What you need to know:
- As our education system failed, so did the state and society. Back in the day, the nerd used to get the girl.
- Azimio will take a good look at our education system and restructure it to bring sanity and credibility to it.
Our education system has collapsed. International employers no longer believe in Kenyan academic credentials.
Colleges and universities in America used to take transcripts from Kenyan schools as gospel truth. No longer.
Today they hold them under the proverbial magnifying glass. Often, they discount the grades and knock them down a peg.
If you doubt me, listen to some of our “graduates”. Many can’t string together a coherent sentence.
Our universities are tawdry diploma mills. Anyone and I mean anyone, who wants a degree gets one.
“Nerds”, or so-called “bookworms”, went out of fashion eons ago.
As our institutions of learning – from kindergarten to college – have collapsed, our country has slowly decayed in virtually every facet of life.
The economy is on its deathbed. Traffic rules mean diddly squat. We can’t grow enough food to feed ourselves.
Official impunity is at an all-time high. Morality and honesty are a distant whisper. We no longer respect our parents or elders.
Our senior politicos mouth the vilest epithets at rallies. Our moral code as a nation is no more.

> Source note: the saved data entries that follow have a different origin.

//! 排行榜统计引擎
//!
//! 对整个账本做一次只读扫描，产出四项相互独立的统计：
//! 获得成就最多的用户、总分最高的用户、任意两用户间分差的最大/最小值，
//! 以及存在大量"同日重复获得"记录的用户。
//!
//! 每次调用全量重算，不做增量或缓存；账本为空或用户不足时
//! 以空字段表达"无数据"，不报错。

use serde::Serialize;
use std::collections::HashMap;
use tracing::debug;

use crate::models::Award;
use crate::query::{AwardFilter, UserFilter};
use crate::store::LedgerStore;

/// 同日成就对数的报告阈值
///
/// 统计 4 的字面语义：某用户同一自然日内发出的授予记录两两配对，
/// 对数达到该阈值即被报告。注意这并不是"连续 7 天活跃"。
pub const SAME_DAY_PAIR_THRESHOLD: usize = 7;

/// 获奖次数榜首
#[derive(Debug, Clone, PartialEq, Eq, Serialize)]
pub struct AwardCountLeader {
    pub user_id: i64,
    pub award_count: usize,
}

/// 总分榜首
#[derive(Debug, Clone, PartialEq, Eq, Serialize)]
pub struct ScoreLeader {
    pub user_id: i64,
    pub total_points: i64,
}

/// 一对用户及其分差
#[derive(Debug, Clone, PartialEq, Eq, Serialize)]
pub struct ScoreGap {
    pub user_ids: (i64, i64),
    pub gap: i64,
}

/// 全量统计报告
///
/// 数据不足的统计为 None / 空列表：
/// 账本无授予记录时榜首为 None，用户数少于 2 时分差为 None。
#[derive(Debug, Clone, PartialEq, Serialize)]
pub struct StatsReport {
    pub most_awarded: Option<AwardCountLeader>,
    pub top_score: Option<ScoreLeader>,
    pub max_score_gap: Option<ScoreGap>,
    pub min_score_gap: Option<ScoreGap>,
    /// 同日成就对数达到阈值的用户，按 ID 升序
    pub same_day_repeat_users: Vec<i64>,
}

impl StatsReport {
    /// 空账本的"无数据"报告
    pub fn empty() -> Self {
        Self {
            most_awarded: None,
            top_score: None,
            max_score_gap: None,
            min_score_gap: None,
            same_day_repeat_users: Vec::new(),
        }
    }
}

/// 计算全量统计
///
/// 对账本做快照式读取（非原子：计算期间落地的写入可能被部分观察到），
/// 之后的聚合全部在本地数据上进行，不再持有任何锁。
pub fn compute_statistics(store: &LedgerStore) -> StatsReport {
    // 用户按 ID 升序扫描，决定统计 1-3 的平局裁决顺序
    let mut users = store.find_users(&UserFilter::default());
    users.sort_by_key(|u| u.id);

    let awards = store.find_awards(&AwardFilter::default());

    if users.is_empty() {
        debug!("账本中没有用户，返回空统计报告");
        return StatsReport::empty();
    }

    // 成就分值查找表
    let points_by_achievement: HashMap<i64, i32> = store
        .find_achievements(&Default::default())
        .into_iter()
        .map(|a| (a.id, a.points))
        .collect();

    // 每用户的获奖次数与总分（无授予记录的用户计为 0 分）
    let mut counts: HashMap<i64, usize> = HashMap::new();
    let mut totals: HashMap<i64, i64> = HashMap::new();
    for award in &awards {
        *counts.entry(award.user_id).or_insert(0) += 1;
        let points = points_by_achievement
            .get(&award.achievement_id)
            .copied()
            .unwrap_or(0);
        *totals.entry(award.user_id).or_insert(0) += i64::from(points);
    }

    // ==================== 统计 1：获奖次数最多 ====================
    // 严格大于才更新，ID 升序扫描使平局时最小 ID 获胜
    let mut most_awarded: Option<AwardCountLeader> = None;
    if !awards.is_empty() {
        for user in &users {
            let count = counts.get(&user.id).copied().unwrap_or(0);
            if count == 0 {
                continue;
            }
            let better = most_awarded
                .as_ref()
                .is_none_or(|best| count > best.award_count);
            if better {
                most_awarded = Some(AwardCountLeader {
                    user_id: user.id,
                    award_count: count,
                });
            }
        }
    }

    // ==================== 统计 2：总分最高 ====================
    let mut top_score: Option<ScoreLeader> = None;
    if !awards.is_empty() {
        for user in &users {
            let total = totals.get(&user.id).copied().unwrap_or(0);
            let better = top_score
                .as_ref()
                .is_none_or(|best| total > best.total_points);
            if better {
                top_score = Some(ScoreLeader {
                    user_id: user.id,
                    total_points: total,
                });
            }
        }
    }

    // ==================== 统计 3：最大/最小分差 ====================
    // 有序对 (i, j) 按 ID 升序双重扫描，幅值重复计算但极值不受影响；
    // 平局时取扫描顺序中首个命中的对
    let mut max_score_gap: Option<ScoreGap> = None;
    let mut min_score_gap: Option<ScoreGap> = None;
    for a in &users {
        for b in &users {
            if a.id == b.id {
                continue;
            }
            let total_a = totals.get(&a.id).copied().unwrap_or(0);
            let total_b = totals.get(&b.id).copied().unwrap_or(0);
            let gap = (total_a - total_b).abs();

            if max_score_gap.as_ref().is_none_or(|g| gap > g.gap) {
                max_score_gap = Some(ScoreGap {
                    user_ids: (a.id, b.id),
                    gap,
                });
            }
            if min_score_gap.as_ref().is_none_or(|g| gap < g.gap) {
                min_score_gap = Some(ScoreGap {
                    user_ids: (a.id, b.id),
                    gap,
                });
            }
        }
    }

    // ==================== 统计 4：同日重复获奖 ====================
    let mut same_day_repeat_users = Vec::new();
    for user in &users {
        let pairs = same_day_pair_count(&awards, user.id);
        if pairs >= SAME_DAY_PAIR_THRESHOLD {
            same_day_repeat_users.push(user.id);
        }
    }

    StatsReport {
        most_awarded,
        top_score,
        max_score_gap,
        min_score_gap,
        same_day_repeat_users,
    }
}

/// 某用户授予记录中发放于同一自然日（UTC）的无序对数
///
/// 对该用户的记录数是平方复杂度，账本规模小是设计前提。
fn same_day_pair_count(awards: &[Award], user_id: i64) -> usize {
    let days: Vec<_> = awards
        .iter()
        .filter(|a| a.user_id == user_id)
        .map(|a| a.issued_at.date_naive())
        .collect();

    let mut pairs = 0;
    for i in 0..days.len() {
        for j in (i + 1)..days.len() {
            if days[i] == days[j] {
                pairs += 1;
            }
        }
    }
    pairs
}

PhDs are despised by dropouts and make less than MCAs. We are a country that’s screwed up.
Royally. That’s why the August 9 elections mean everything. We are at an inflection point. We must get a grip.
Let me recall my idyllic early education and how nerds were the bomb then.
First, the usual opening line by folks of my generation. The school was far away, miles over several valleys and rivulets.
But we got up at the crack of dawn, took cold baths from buckets in outhouses (running water was only a rumour in the village), and then trekked into the horizon to school after a bite of breakfast.
Often, many went barefoot, the only thing distinguishing them being the bright-coloured uniforms.
At six o’clock sharp, we reported to school. Guess what? We were truly happy campers.
The entire school day was one great adventure. We loved it. Then we happily trooped home hopping and skipping.
My children roll their eyes every time I tell this story of “hardship”. Teachers were stern then.
The rule was spare the rod and spoil the child. There was more corporal punishment than I would’ve liked.
The education system was a copycat of the harsh British public education, only without the benefits of industrial democracy.
But I will say this of the system. It forged character, the excesses notwithstanding.
I remember disciplined school culture percolated all the way to the University of Nairobi.
The idea of cheating in exams, for example, never even occurred to us. That’s how innocent and naïve we all were.
I can see more eye rolls. That system made us who we are today.
A broken people
But those who came after us are broken people. The 8-4-4 system was the straw that broke the camel’s back.
The state has so tinkered with the education system that nothing makes sense anymore. Nothing.
Today it’s the Competency-Based Curriculum (CBC). Who knows what monster is next?
As our education system failed, so did the state and society. Back in the day, the nerd used to get the girl.
Then the nerd was dropped for the villain, the vagabond. Then the flashy but empty-headed dresser took charge.
Materialism took over. Soon, it didn’t matter how you acquired your wealth.
Only that you were morally inferior – a fool, an idiot – if you weren’t rich. The nerds were pushed to the margins of society.
Kenya became an anti-intellectual society. We are largely governed by our inferiors.
People who are moral dwarfs and intellectual midgets. That’s what sells in Kenya as long they have cash in their pocket.
But lately, I have seen some incipient changes. The nerds are coming back. It’s what I call the revenge of the nerds.
In the political campaigns of the major candidates, for example, nerds are increasingly valuable.
It’s the nerds who crank out manifestos. They organise “thinking” retreats. They write “think pieces”.
My suspicion is that the next government will pay more attention to what nerds think, and say.
That’s partly out of necessity because the country has to think its way out of the mess it’s in.
The campaign is driven by data, evidence and facts from impeccable research.
They interrogate their advisers repeatedly and think with them. They don’t shoot in the dark or act on a hunch.
I believe the Azimio government will have its fair share of nerds.
I also believe because of this, Azimio will take a good look at our education system and restructure it to bring sanity and credibility to it.
It will modernise it while making it competitive internationally.
It will make sure we are no longer an international laughing stock.
As Azimio restores the education system, banishes corruption and shuns impunity, the country will return to moral sobriety.
Let the nerds return to respectability.
Makau Mutua is SUNY Distinguished Professor and Margaret W. Wong Professor at Buffalo Law School, The State University of New York. @makaumutua.